(Records for the task Opens)

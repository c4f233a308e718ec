//! Keyframe clips, per-clip playback actions and the controller that blends
//! them onto scene nodes.

mod action;
mod clip;
mod controller;

pub use action::{AnimationAction, LoopMode};
pub use clip::{AnimationClip, Interpolation, KeyframeTrack, SampledValue, TrackProperty, TrackValues};
pub use controller::{AnimationController, PlayOptions};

(Records for the task Closes)

◆ Exercise directions ◆
Retype all the records, matching them exactly.

◆ Result for this task ◆
repository c4f233a308e718ec
//! Keyframe clips, per-clip playback actions and the controller that blends
//! them onto scene nodes.

mod action;
mod clip;
mod controller;

pub use action::{AnimationAction, LoopMode};
pub use clip::{AnimationClip, Interpolation, KeyframeTrack, SampledValue, TrackProperty, TrackValues};
pub use controller::{AnimationController, PlayOptions};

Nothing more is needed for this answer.